What Does the Arizona Sun Do to Your Eyes?

The Grand Canyon State produces a lot of welcomed sunshine each summer. In fact, Valley residents see almost 4,000 hours of sunshine every year — that’s a lot of potentially harmful UV rays on your skin and eyes! While seeking refuge in the shade is a smart option for skin, how can you protect your vision?

Your eye health is important, and it’s crucial to know how sun damage to eyes can occur and what you can do to prevent it. Read on to learn all about the sun’s effects on your eyesight and how you can stay stylishly cool and worry-free this summer.

What Does the Sun Do to Your Eyes?

Most of us love soaking up the sun while sitting poolside. It’s known to raise endorphin levels and produce a happier state of mind; not to mention, vitamin D is essential for our bodies. But what happens when your eyes are exposed to too much sun? Let’s take a look:

Ultraviolet (UV) & HEV radiation

Eye damage from the sun is directly caused by harmful solar radiation. There are four categories of high-energy UV rays:

  1. UVA rays have lower energy than UVB and UVC rays, but have the highest probability of breaking through the ozone layer and directly affecting your eyes. Diseases like cataracts and macular degeneration are possible (see more on those below).
  2. UVB rays are partially filtered by the ozone layer, but can still reach the earth’s surface. UVB radiation is known for stimulating melanin, resulting in a suntan or sunburn. This can cause issues like lumps on eyelids.
  3. UVC rays harbor the highest energy and potential harm, but the ozone layer blocks pretty much everything. Let’s hope it stays that way.
  4. HEV rays, or blue light, have longer wavelengths and lower energy than UV rays. They can cause retinal damage or even macular degeneration for those with low vitamin C and blood plasma levels.

It’s important to note that risks of eye damage from any of these rays can alter on the daily depending on several factors —geographic location, time of day, altitude and even medications you take (check with your doctor).

Eyelid Cancers

Often overlooked as an area requiring protection, your eyelid’s skin is very thin and contains fragile tissues heavily affected by UV light. In fact, eyelid cancers account for 5 to 10 percent of all skin cancers. Watch for early warnings signs like a lump or bump, persistent red eye or eyelid inflammation, irregular lesions and sudden loss of eyelashes.


UV rays have been directly linked to cataracts, which is the progressive clouding and yellowing of the eye’s focusing mechanism. Surgery to remove cataracts is an option, but avoiding extended sun exposure is a better option.

Macular Degeneration

The leading cause of vision loss (more than cataracts and glaucoma combined), macular degeneration is considered an incurable disease. Although the cause for macular degeneration is undetermined, a combination of genetic and environmental factors is thought to play a role.

  • Conjunctival cancers: Steadily on the rise, conjunctival melanomas are more common in patients with atypical moles. Affected patients should have yearly ophthalmologic evaluations.
  • Keratitis: Excessive UV exposure from the sun and tanning bed can literally burn your corneas. If you notice severe eye redness or other symptoms of keratitis, see your doctor immediately.

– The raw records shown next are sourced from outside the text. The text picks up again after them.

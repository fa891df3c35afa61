//! Configured pipelines that feed artifacts into the sync engine.
//!
//! Each `[jobs.<name>]` entry is one of three kinds:
//!
//! | Kind | Source | Artifacts |
//! |------|--------|-----------|
//! | `schedule` | paginated league schedule | one CSV report with SQL metadata |
//! | `activities` | park activities listing | one CSV report with SQL metadata |
//! | `directory` | local files under `root` | one per matching file |
//!
//! # Directory jobs
//!
//! Files are walked with `walkdir` and filtered with `globset` include and
//! exclude patterns relative to `root`. A file `<stem>_metadata.json` next
//! to `<stem>.<ext>` is attached as that file's metadata and is never
//! uploaded itself. A failing file is counted and the walk continues.
//!
//! # Failure model
//!
//! [`JobRunner::run_all`] runs jobs in name order. A failed job is logged
//! and recorded in the [`CycleReport`]; the remaining jobs still run.

use std::collections::BTreeMap;
use std::path::Path;
use std::sync::Arc;

use anyhow::{bail, Context, Result};
use globset::{Glob, GlobSet, GlobSetBuilder};
use serde_json::Value;
use walkdir::WalkDir;

use crate::activities::{self, ActivitySource};
use crate::config::{
    ActivitiesJobConfig, Config, DirectoryJobConfig, JobConfig, ScheduleJobConfig,
};
use crate::engine::{SyncEngine, SyncOutcome};
use crate::export;
use crate::harvest::{harvest, PageSource};
use crate::models::Artifact;
use crate::schedule::{self, ScheduleEvent};

const SIDECAR_SUFFIX: &str = "_metadata.json";

/// Outcome counts for one job run.
#[derive(Debug, Clone, Default, PartialEq, Eq)]
pub struct JobReport {
    pub name: String,
    pub kind: &'static str,
    pub client: String,
    pub outcomes: BTreeMap<&'static str, usize>,
    /// Artifacts whose sync returned an error.
    pub failed: usize,
}

impl JobReport {
    fn new(name: &str, job: &JobConfig) -> Self {
        Self {
            name: name.to_string(),
            kind: job.kind(),
            client: job.client().to_string(),
            ..Default::default()
        }
    }

    fn record(&mut self, outcome: &SyncOutcome) {
        *self.outcomes.entry(outcome.label()).or_default() += 1;
    }

    pub fn count(&self, label: &str) -> usize {
        self.outcomes.get(label).copied().unwrap_or(0)
    }

    pub fn summary(&self) -> String {
        let mut parts: Vec<String> = self
            .outcomes
            .iter()
            .map(|(label, n)| format!("{} {}", n, label))
            .collect();
        if self.failed > 0 {
            parts.push(format!("{} failed", self.failed));
        }
        if parts.is_empty() {
            "nothing to sync".to_string()
        } else {
            parts.join(", ")
        }
    }
}

/// Result of one pass over every configured job.
#[derive(Debug, Default)]
pub struct CycleReport {
    pub reports: Vec<JobReport>,
    pub failures: Vec<(String, anyhow::Error)>,
}

impl CycleReport {
    pub fn is_ok(&self) -> bool {
        self.failures.is_empty()
    }
}

pub struct JobRunner {
    config: Arc<Config>,
    engine: Arc<SyncEngine>,
    schedule_feed: Arc<dyn PageSource<Item = ScheduleEvent>>,
    activities_feed: Arc<dyn ActivitySource>,
}

impl JobRunner {
    pub fn new(
        config: Arc<Config>,
        engine: Arc<SyncEngine>,
        schedule_feed: Arc<dyn PageSource<Item = ScheduleEvent>>,
        activities_feed: Arc<dyn ActivitySource>,
    ) -> Self {
        Self {
            config,
            engine,
            schedule_feed,
            activities_feed,
        }
    }

    pub fn job_names(&self) -> Vec<String> {
        self.config.jobs.keys().cloned().collect()
    }

    /// Run a single named job.
    pub async fn run_job(&self, name: &str) -> Result<JobReport> {
        let Some(job) = self.config.jobs.get(name) else {
            bail!(
                "Unknown job '{}'. Configured jobs: {}",
                name,
                self.job_names().join(", ")
            );
        };

        tracing::info!(job = name, kind = job.kind(), client = job.client(), "job starting");
        let mut report = JobReport::new(name, job);

        match job {
            JobConfig::Schedule(j) => self.run_schedule(j, &mut report).await?,
            JobConfig::Activities(j) => self.run_activities(j, &mut report).await?,
            JobConfig::Directory(j) => self.run_directory(j, &mut report).await?,
        }

        tracing::info!(job = name, summary = %report.summary(), "job finished");
        Ok(report)
    }

    /// Run every configured job in name order.
    pub async fn run_all(&self) -> CycleReport {
        let mut cycle = CycleReport::default();
        for name in self.config.jobs.keys() {
            match self.run_job(name).await {
                Ok(report) => cycle.reports.push(report),
                Err(e) => {
                    tracing::error!(job = %name, error = %format!("{:#}", e), "job failed");
                    cycle.failures.push((name.clone(), e));
                }
            }
        }
        cycle
    }

    async fn sync_one(&self, artifact: &Artifact, client: &str, report: &mut JobReport) -> Result<()> {
        let outcome = self
            .engine
            .sync(artifact, client)
            .await
            .with_context(|| format!("sync of '{}' failed", artifact.filename))?;
        report.record(&outcome);
        Ok(())
    }

    async fn run_schedule(&self, job: &ScheduleJobConfig, report: &mut JobReport) -> Result<()> {
        let mut events = harvest(self.schedule_feed.as_ref(), &job.league_id)
            .await
            .with_context(|| format!("harvest of league {} failed", job.league_id))?;
        if job.dedupe_events {
            events = schedule::dedupe_by_match(events);
        }

        let description = job
            .description
            .clone()
            .unwrap_or_else(|| schedule::default_description(&job.league_id));
        let built = schedule::build_report(events, &description);
        let filename = job.filename();

        if job.save_copy {
            self.save_copy(&job.client, &filename, &built.csv, &built.metadata)?;
        }

        tracing::info!(league_id = %job.league_id, rows = built.rows, "schedule report built");
        let artifact = Artifact::new(filename, built.csv).with_metadata(built.metadata);
        self.sync_one(&artifact, &job.client, report).await
    }

    async fn run_activities(&self, job: &ActivitiesJobConfig, report: &mut JobReport) -> Result<()> {
        let items = self
            .activities_feed
            .fetch(&job.park_code)
            .await
            .with_context(|| format!("activities fetch for park {} failed", job.park_code))?;

        let table_name = job
            .table_name
            .clone()
            .unwrap_or_else(|| activities::default_table_name(&job.park_code));
        let description = job
            .description
            .clone()
            .unwrap_or_else(|| activities::default_description(&job.park_code));
        let built = activities::build_report(&items, &table_name, &description);

        let artifact = Artifact::new(job.filename(), built.csv).with_metadata(built.metadata);
        self.sync_one(&artifact, &job.client, report).await
    }

    async fn run_directory(&self, job: &DirectoryJobConfig, report: &mut JobReport) -> Result<()> {
        let artifacts = scan_directory(job)?;
        tracing::info!(root = %job.root.display(), files = artifacts.len(), "directory scanned");

        for artifact in &artifacts {
            if let Err(e) = self.sync_one(artifact, &job.client, report).await {
                tracing::warn!(
                    client_id = %job.client,
                    filename = %artifact.filename,
                    error = %format!("{:#}", e),
                    "file failed, continuing"
                );
                report.failed += 1;
            }
        }
        Ok(())
    }

    fn save_copy(&self, client: &str, filename: &str, csv: &str, metadata: &Value) -> Result<()> {
        let dir = &self.config.export.dir;
        export::save_to_client_directory(dir, client, filename, csv.as_bytes())?;
        export::save_json_to_client_directory(
            dir,
            client,
            &export::metadata_filename(filename),
            metadata,
        )?;
        Ok(())
    }
}

/// Collect the artifacts a directory job would upload, sorted by name.
pub fn scan_directory(job: &DirectoryJobConfig) -> Result<Vec<Artifact>> {
    let root = &job.root;
    if !root.exists() {
        bail!("Directory job root does not exist: {}", root.display());
    }

    let include_set = build_globset(&job.include_globs)?;
    let mut excludes = vec!["**/.git/**".to_string()];
    excludes.extend(job.exclude_globs.iter().cloned());
    let exclude_set = build_globset(&excludes)?;

    let mut artifacts = Vec::new();
    for entry in WalkDir::new(root).follow_links(job.follow_symlinks) {
        let entry = entry?;
        if !entry.file_type().is_file() {
            continue;
        }

        let path = entry.path();
        let relative = path.strip_prefix(root).unwrap_or(path);
        let rel_str = relative
            .components()
            .map(|c| c.as_os_str().to_string_lossy())
            .collect::<Vec<_>>()
            .join("/");

        if rel_str.ends_with(SIDECAR_SUFFIX)
            || exclude_set.is_match(&rel_str)
            || !include_set.is_match(&rel_str)
        {
            continue;
        }

        let content = std::fs::read(path)
            .with_context(|| format!("Failed to read {}", path.display()))?;
        let mut artifact = Artifact::new(rel_str, content);
        if let Some(metadata) = read_sidecar(path) {
            artifact = artifact.with_metadata(metadata);
        }
        artifacts.push(artifact);
    }

    artifacts.sort_by(|a, b| a.filename.cmp(&b.filename));
    Ok(artifacts)
}

fn read_sidecar(path: &Path) -> Option<Value> {
    let stem = path.file_stem()?.to_string_lossy();
    let sidecar = path.with_file_name(format!("{}{}", stem, SIDECAR_SUFFIX));
    let raw = std::fs::read_to_string(&sidecar).ok()?;
    match serde_json::from_str::<Value>(&raw) {
        Ok(v @ Value::Object(_)) => Some(v),
        Ok(_) => {
            tracing::warn!(path = %sidecar.display(), "metadata sidecar is not a JSON object");
            None
        }
        Err(e) => {
            tracing::warn!(path = %sidecar.display(), error = %e, "invalid metadata sidecar");
            None
        }
    }
}

fn build_globset(patterns: &[String]) -> Result<GlobSet> {
    let mut builder = GlobSetBuilder::new();
    for pattern in patterns {
        builder.add(Glob::new(pattern).with_context(|| format!("bad glob '{}'", pattern))?);
    }
    Ok(builder.build()?)
}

How to Prevent Eye Damage from the Sun

Let’s focus on what you should do to protect your eyes from potential harm. Keep this list top of mind so you’re always prepared for any outdoor adventure.

  • Sunglasses: Up your “cool-factor” while bringing down the chances of harming your eyes. Sunglasses are hands down the best way to protect your eyes from sun damage, but it’s imperative they block 100 percent of UV rays (ask your optometrist if you’re unsure).
  • Wraparound shades: Sunglasses with large lenses are best at protecting the delicate skin around your eyes. Even if your contact lenses block UV rays, sunglasses are still necessary to protect all parts of your eyes.
  • Hat: Most any hat style will help keep out some of the sun, but those with wide brims (at least 3 inches) all around are preferred. It’s always a good idea to have a hat in your back seat just in case.
  • Sunscreen: Seek out a quality SPF15+ sunscreen or moisturizer that’s made for the sensitive skin around your eyes. And don’t be afraid to use on the eyelids, so long as you choose the right product and apply carefully.

It’s especially important to note that kids are more susceptible to retinal damage from UV rays. And since children spend a ton of time outdoors, it’s smart you have all the above on hand.